AIM OF THE EXERCISE :: What lines below contain the string "display"? List them all.

EXERCISE DATA START

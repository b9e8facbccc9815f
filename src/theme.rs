use ratatui::style::{Color, Modifier, Style};

use crate::page::Tone;

pub struct Theme {
    pub root_bg: Color,
    pub primary: Color,
    pub muted: Color,
    pub frame_bg: Color,

    // Specific components
    pub eyebrow: Style,
    pub display: Style,
    pub accent: Style,
    pub prose: Style,
    pub stat: Style,
    pub phone: Style,
    pub link: Style,
    pub cta: Style,
    pub nav_brand: Style,
    pub nav_link: Style,
    pub nav_cta: Style,
    pub nav_rule: Style,
    pub placeholder: Style,
    pub spinner: Style,
    pub footer: Style,
    pub splash: Style,
}

impl Default for Theme {
    fn default() -> Self {
        let gold = Color::Rgb(212, 175, 55);
        Self {
            root_bg: Color::Rgb(9, 9, 11),
            primary: gold,
            muted: Color::Rgb(82, 82, 91),
            frame_bg: Color::Rgb(24, 24, 27),

            eyebrow: Style::default().fg(gold).add_modifier(Modifier::BOLD),
            display: Style::default().fg(Color::White).add_modifier(Modifier::BOLD | Modifier::ITALIC),
            accent: Style::default().fg(gold).add_modifier(Modifier::BOLD | Modifier::ITALIC),
            prose: Style::default().fg(Color::Rgb(161, 161, 170)),
            stat: Style::default().fg(gold).add_modifier(Modifier::BOLD | Modifier::ITALIC),
            phone: Style::default().fg(gold).add_modifier(Modifier::BOLD),
            link: Style::default().fg(gold).add_modifier(Modifier::UNDERLINED),
            cta: Style::default().fg(Color::Black).bg(gold).add_modifier(Modifier::BOLD),
            nav_brand: Style::default().fg(Color::White).add_modifier(Modifier::BOLD | Modifier::ITALIC),
            nav_link: Style::default().fg(Color::Rgb(161, 161, 170)).add_modifier(Modifier::BOLD),
            nav_cta: Style::default().fg(Color::Black).bg(gold).add_modifier(Modifier::BOLD),
            nav_rule: Style::default().fg(Color::Rgb(63, 63, 70)),
            placeholder: Style::default().fg(Color::Rgb(63, 63, 70)).add_modifier(Modifier::BOLD),
            spinner: Style::default().fg(gold),
            footer: Style::default().fg(Color::Gray).add_modifier(Modifier::DIM),
            splash: Style::default().fg(gold).add_modifier(Modifier::BOLD),
        }
    }
}

impl Theme {
    pub fn tone(&self, tone: Tone) -> Style {
        match tone {
            Tone::Eyebrow => self.eyebrow,
            Tone::Display => self.display,
            Tone::Accent => self.accent,
            Tone::Prose => self.prose,
            Tone::Muted => Style::default().fg(self.muted).add_modifier(Modifier::BOLD),
            Tone::Stat => self.stat,
            Tone::Phone => self.phone,
            Tone::Link => self.link,
            Tone::Cta => self.cta,
        }
    }
}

EXERCISE DATA END

SOLUTION FOR THIS PROBLEM ::
    pub display: Style,
            display: Style::default().fg(Color::White).add_modifier(Modifier::BOLD | Modifier::ITALIC),
            Tone::Display => self.display,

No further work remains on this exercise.